Otro de mis prejuicios más fuertes va dirigido contra una nación entera: los japoneses. Y no es que me parezcan inferiores ni racial ni moralmente, sino que, por lo poco que conozco de ese remoto archipiélago, he llegado a convencerme de que su cultura es tan radicalmente diferente a la nuestra, tan absolutamente ajena a mí, que no puede haber nada en común, ningún punto de entendimiento entre ellos y yo. Esta convicción no sólo no está apoyada por ninguna evidencia sino que, de hecho, hay bastante evidencia que la contradice: adoro el sushi, el sake y el sukiyaki; encuentro preciosos los jardines nipones y los kanjis me parecen una forma de lo más estética de expresarse. Pero bueno, si los prejuicios fueran lógicos o racionales, dejarían de ser prejuicios.
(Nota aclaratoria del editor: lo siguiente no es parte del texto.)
//! Agent Client Manager
//!
//! Single source of truth mapping caller-chosen ids to live API clients so
//! repeated lookups for "the server for this run" reuse connections and
//! policies. Scope is the agent process lifetime; no eviction is needed
//! within a run.

use std::collections::HashMap;
use std::sync::Arc;

use parking_lot::Mutex;

use crate::api::client::AgentApiClient;
use crate::api::rest::RestClient;
use crate::coordination::state::AgentIdentity;
use crate::proxy::client::ProxyApiClient;

/// Default port on which every agent hosts its control-plane API.
pub const DEFAULT_API_PORT: u16 = 4500;

/// Caches one API client per id, creating on first use.
pub struct ApiClientManager {
    rest: RestClient,
    default_port: u16,
    role_ports: HashMap<String, u16>,
    proxy_chunk_size: Option<u64>,
    api_clients: Mutex<HashMap<String, Arc<AgentApiClient>>>,
    proxy_clients: Mutex<HashMap<String, Arc<ProxyApiClient>>>,
}

impl ApiClientManager {
    pub fn new(rest: RestClient) -> Self {
        Self {
            rest,
            default_port: DEFAULT_API_PORT,
            role_ports: HashMap::new(),
            proxy_chunk_size: None,
            api_clients: Mutex::new(HashMap::new()),
            proxy_clients: Mutex::new(HashMap::new()),
        }
    }

    /// Override the default API port, or the port for specific roles
    /// (e.g. Client on 4501, Server on 4502 when colocated).
    pub fn with_ports(mut self, default_port: u16, role_ports: HashMap<String, u16>) -> Self {
        self.default_port = default_port;
        self.role_ports = role_ports;
        self
    }

    /// Override the download chunk size for proxy clients created by this
    /// manager. `None` keeps the client default.
    pub fn with_proxy_chunk_size(mut self, chunk_size: Option<u64>) -> Self {
        self.proxy_chunk_size = chunk_size;
        self
    }

    /// The effective API port for a target instance.
    pub fn api_port(&self, instance: &AgentIdentity) -> u16 {
        self.role_ports
            .get(&instance.role.to_string())
            .copied()
            .unwrap_or(self.default_port)
    }

    /// Get the cached client for an id, if one exists.
    pub fn get_api_client(&self, id: &str) -> Option<Arc<AgentApiClient>> {
        self.api_clients.lock().get(id).cloned()
    }

    /// Get or create the API client for a peer instance. Idempotent: the
    /// lock is held across lookup and insert so concurrent callers cannot
    /// construct duplicate clients for the same id.
    pub fn get_or_create_api_client(
        &self,
        id: &str,
        instance: &AgentIdentity,
    ) -> Arc<AgentApiClient> {
        let base_url = format!("http://{}:{}", instance.ip_address, self.api_port(instance));
        self.get_or_create_api_client_for_url(id, &base_url)
    }

    /// Get or create the API client for an explicit base URL.
    pub fn get_or_create_api_client_for_url(&self, id: &str, base_url: &str) -> Arc<AgentApiClient> {
        let mut clients = self.api_clients.lock();
        clients
            .entry(id.to_string())
            .or_insert_with(|| Arc::new(AgentApiClient::new(self.rest.clone(), base_url)))
            .clone()
    }

    /// Get or create the proxy transport client for an endpoint URL.
    pub fn get_or_create_proxy_client(&self, id: &str, base_url: &reqwest::Url) -> Arc<ProxyApiClient> {
        let mut clients = self.proxy_clients.lock();
        clients
            .entry(id.to_string())
            .or_insert_with(|| {
                let mut client = ProxyApiClient::new(self.rest.clone(), base_url.clone());
                if let Some(chunk_size) = self.proxy_chunk_size {
                    client = client.with_chunk_size(chunk_size);
                }
                Arc::new(client)
            })
            .clone()
    }

    /// Number of cached agent API clients.
    pub fn api_client_count(&self) -> usize {
        self.api_clients.lock().len()
    }
}
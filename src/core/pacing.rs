

use std::time::Duration;
use tracing::trace;

/// Client-side backpressure applied after each call to an external collaborator.
#[derive(Debug, Clone, Copy, PartialEq, Eq)]
pub struct Pacer {
    delay: Duration,
}

impl Pacer {
    pub fn new(delay: Duration) -> Self {
        Self { delay }
    }

    pub fn from_millis(millis: u64) -> Self {
        Self::new(Duration::from_millis(millis))
    }

    pub fn disabled() -> Self {
        Self::new(Duration::ZERO)
    }

    pub fn delay(&self) -> Duration {
        self.delay
    }

    pub async fn pause(&self) {
        if self.delay.is_zero() {
            return;
        }
        trace!("Pacing for {:?}", self.delay);
        tokio::time::sleep(self.delay).await;
    }
}

impl Default for Pacer {
    fn default() -> Self {
        Self::disabled()
    }
}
Fue esto lo que me hizo postergar la lectura de un libro que, pese a las excelentes críticas que había oído al respecto, dejé reposar sobre mi mesa por meses, cubriéndose por una fina capa de polvo. Era la novela Tokio blues (o Norwegian Wood) de Haruki Murakami (publicada en castellano por Tusquets). Sin embargo, hace unos días, en un ataque de valor desacostumbrado en mí, decidí rebelarme contra mi fobia anti-nipona e hincarle el diente a la novelita.
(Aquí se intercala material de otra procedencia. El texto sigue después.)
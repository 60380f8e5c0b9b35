

use std::collections::BTreeMap;

use async_trait::async_trait;
use chrono::{DateTime, Utc};
use parking_lot::RwLock;
use tracing::debug;

use super::models::{
    EmbeddingFilter, Entity, EntityId, Message, MessageRole, NewRecommendation, Recommendation,
};
use super::{EntityStore, StoreError};


#[derive(Default)]
struct Tables {
    entities: BTreeMap<EntityId, Entity>,
    messages: Vec<Message>,
    recommendations: Vec<Recommendation>,
    next_message_id: u64,
    next_recommendation_id: u64,
}


/// In-process implementation of [`EntityStore`], used by the evaluation harness and tests.
#[derive(Default)]
pub struct InMemoryStore {
    tables: RwLock<Tables>,
}

impl InMemoryStore {
    pub fn new() -> Self {
        Self::default()
    }

    pub fn insert_entity(&self, entity: Entity) {
        self.tables.write().entities.insert(entity.id, entity);
    }

    pub fn add_message(
        &self,
        entity_id: EntityId,
        role: MessageRole,
        content: impl Into<String>,
        created_at: DateTime<Utc>,
    ) -> u64 {
        let mut tables = self.tables.write();
        tables.next_message_id += 1;
        let id = tables.next_message_id;
        tables.messages.push(Message {
            id,
            entity_id,
            role,
            content: content.into(),
            embedding: None,
            created_at,
        });
        id
    }

    pub fn message(&self, message_id: u64) -> Option<Message> {
        self.tables
            .read()
            .messages
            .iter()
            .find(|m| m.id == message_id)
            .cloned()
    }

    pub fn recommendation_count(&self) -> usize {
        self.tables.read().recommendations.len()
    }
}

#[async_trait]
impl EntityStore for InMemoryStore {
    async fn get_entity(&self, id: EntityId) -> Result<Option<Entity>, StoreError> {
        Ok(self.tables.read().entities.get(&id).cloned())
    }

    async fn list_entities(&self, filter: EmbeddingFilter) -> Result<Vec<Entity>, StoreError> {
        Ok(self
            .tables
            .read()
            .entities
            .values()
            .filter(|e| filter.accepts(e.embedding.as_ref()))
            .cloned()
            .collect())
    }

    async fn update_entity_embedding(
        &self,
        id: EntityId,
        embedding: Vec<f32>,
        updated_at: DateTime<Utc>,
    ) -> Result<(), StoreError> {
        let mut tables = self.tables.write();
        let entity = tables
            .entities
            .get_mut(&id)
            .ok_or_else(|| StoreError::NotFound(format!("entity {id}")))?;
        entity.embedding = Some(embedding);
        entity.embedding_updated_at = Some(updated_at);
        Ok(())
    }

    async fn recent_messages(
        &self,
        entity_id: EntityId,
        role: MessageRole,
        limit: usize,
    ) -> Result<Vec<Message>, StoreError> {
        let tables = self.tables.read();
        let mut messages: Vec<Message> = tables
            .messages
            .iter()
            .filter(|m| m.entity_id == entity_id && m.role == role)
            .cloned()
            .collect();
        messages.sort_by(|a, b| b.created_at.cmp(&a.created_at).then(b.id.cmp(&a.id)));
        messages.truncate(limit);
        Ok(messages)
    }

    async fn set_message_embedding(
        &self,
        message_id: u64,
        embedding: Vec<f32>,
    ) -> Result<(), StoreError> {
        let mut tables = self.tables.write();
        let message = tables
            .messages
            .iter_mut()
            .find(|m| m.id == message_id)
            .ok_or_else(|| StoreError::NotFound(format!("message {message_id}")))?;
        message.embedding = Some(embedding);
        Ok(())
    }

    async fn recommendations_for(
        &self,
        subject_id: EntityId,
    ) -> Result<Vec<Recommendation>, StoreError> {
        let mut recommendations: Vec<Recommendation> = self
            .tables
            .read()
            .recommendations
            .iter()
            .filter(|r| r.subject_id == subject_id)
            .cloned()
            .collect();
        recommendations.sort_by(|a, b| b.similarity_score.total_cmp(&a.similarity_score));
        Ok(recommendations)
    }

    async fn recommendation_exists(
        &self,
        subject_id: EntityId,
        recommended_id: EntityId,
    ) -> Result<bool, StoreError> {
        Ok(self
            .tables
            .read()
            .recommendations
            .iter()
            .any(|r| r.subject_id == subject_id && r.recommended_id == recommended_id))
    }

    async fn delete_recommendations_for(&self, subject_id: EntityId) -> Result<usize, StoreError> {
        let mut tables = self.tables.write();
        let before = tables.recommendations.len();
        tables.recommendations.retain(|r| r.subject_id != subject_id);
        let removed = before - tables.recommendations.len();
        debug!("Deleted {} recommendations for entity {}", removed, subject_id);
        Ok(removed)
    }

    async fn create_recommendation(
        &self,
        recommendation: NewRecommendation,
    ) -> Result<Option<Recommendation>, StoreError> {
        let mut tables = self.tables.write();
        let duplicate = tables.recommendations.iter().any(|r| {
            r.subject_id == recommendation.subject_id
                && r.recommended_id == recommendation.recommended_id
        });
        if duplicate {
            return Ok(None);
        }

        tables.next_recommendation_id += 1;
        let created = Recommendation {
            id: tables.next_recommendation_id,
            subject_id: recommendation.subject_id,
            recommended_id: recommendation.recommended_id,
            similarity_score: recommendation.similarity_score,
            common_interests: recommendation.common_interests,
            explanation: recommendation.explanation,
            is_viewed: false,
            created_at: Utc::now(),
        };
        tables.recommendations.push(created.clone());
        Ok(Some(created))
    }

    async fn mark_viewed(
        &self,
        subject_id: EntityId,
        recommendation_id: u64,
    ) -> Result<(), StoreError> {
        let mut tables = self.tables.write();
        let recommendation = tables
            .recommendations
            .iter_mut()
            .find(|r| r.id == recommendation_id && r.subject_id == subject_id)
            .ok_or_else(|| StoreError::NotFound(format!("recommendation {recommendation_id}")))?;
        recommendation.is_viewed = true;
        Ok(())
    }
}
La novela comienza cuando el narrador, al aterrizar en un aeropuerto en Alemania, escucha una versión instrumental de Norwegian Word de los Beatles y la melodía (como la famosa magdalena remojada en té de En busca del tiempo perdido de Proust) lo remonta a su juventud: específicamente, al Tokio de 1969, donde se desarrolla casi toda la acción.

No voy a hacer aquí otra reseña. Éste no pretende ser un blog de crítica literaria. Sólo diré que el libro me gustó bastante y que, aunque el personaje central se llama Watanabe, y no Juan ni Pedro, fui capaz de identificarme con él, de simpatizar con sus desgracias y de emocionarme con sus triunfos. Como a él, a mi también me conmueven las canciones de los Beatles. Comprobé que, aparte de algunas costumbres que sí me resultaron muy extrañas, los japoneses piensan, actúan, sienten y aman esencialmente igual que el resto de los seres humanos. Hay cosas —como el amor, los celos, la muerte o los Beatles— que son universales. La única diferencia cultural profunda que pude detectar fue una tendencia un tanto más elevada hacia el suicidio: en la novela hay cuatro personajes que se quitan la vida (eso sin contar los intentos fallidos).

Fue, como diría una amiga mía, un gran “ejercicio de empatía”.

Por eso le recomiendo, amable lector, que escoja alguno de sus prejuicios (no se haga: yo sé que tienen varios) y lo confronte con la realidad: vea una película que siempre le haya dado flojera, oiga un tipo de música que nunca le haya llamado la atención, visite un lugar que siempre le haya caído gordo, y compruebe si sus ideas preconcebidas resultan ser correctas. Lo más probable es que la película, efectivamente, resulte un bodrio; que la música sea pésima y que el lugar, como usted bien había supuesto, esté lleno de gente odiosa. Sin embargo —admítalo— existe una pequeña posibilidad de que no sea así. Creo que vale la pena correr el riesgo.